Using the listing, copy each whole line that features "cost".

▸ Material supplied:
*** Block opens ***

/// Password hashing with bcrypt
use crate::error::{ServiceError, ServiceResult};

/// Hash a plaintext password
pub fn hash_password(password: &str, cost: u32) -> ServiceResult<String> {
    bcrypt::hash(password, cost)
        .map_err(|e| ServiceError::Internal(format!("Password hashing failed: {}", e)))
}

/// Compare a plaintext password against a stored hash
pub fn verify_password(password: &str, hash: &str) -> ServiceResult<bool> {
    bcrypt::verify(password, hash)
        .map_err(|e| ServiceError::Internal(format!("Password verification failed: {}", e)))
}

*** Block closes ***

▸ Response to the exercise:
pub fn hash_password(password: &str, cost: u32) -> ServiceResult<String> {
    bcrypt::hash(password, cost)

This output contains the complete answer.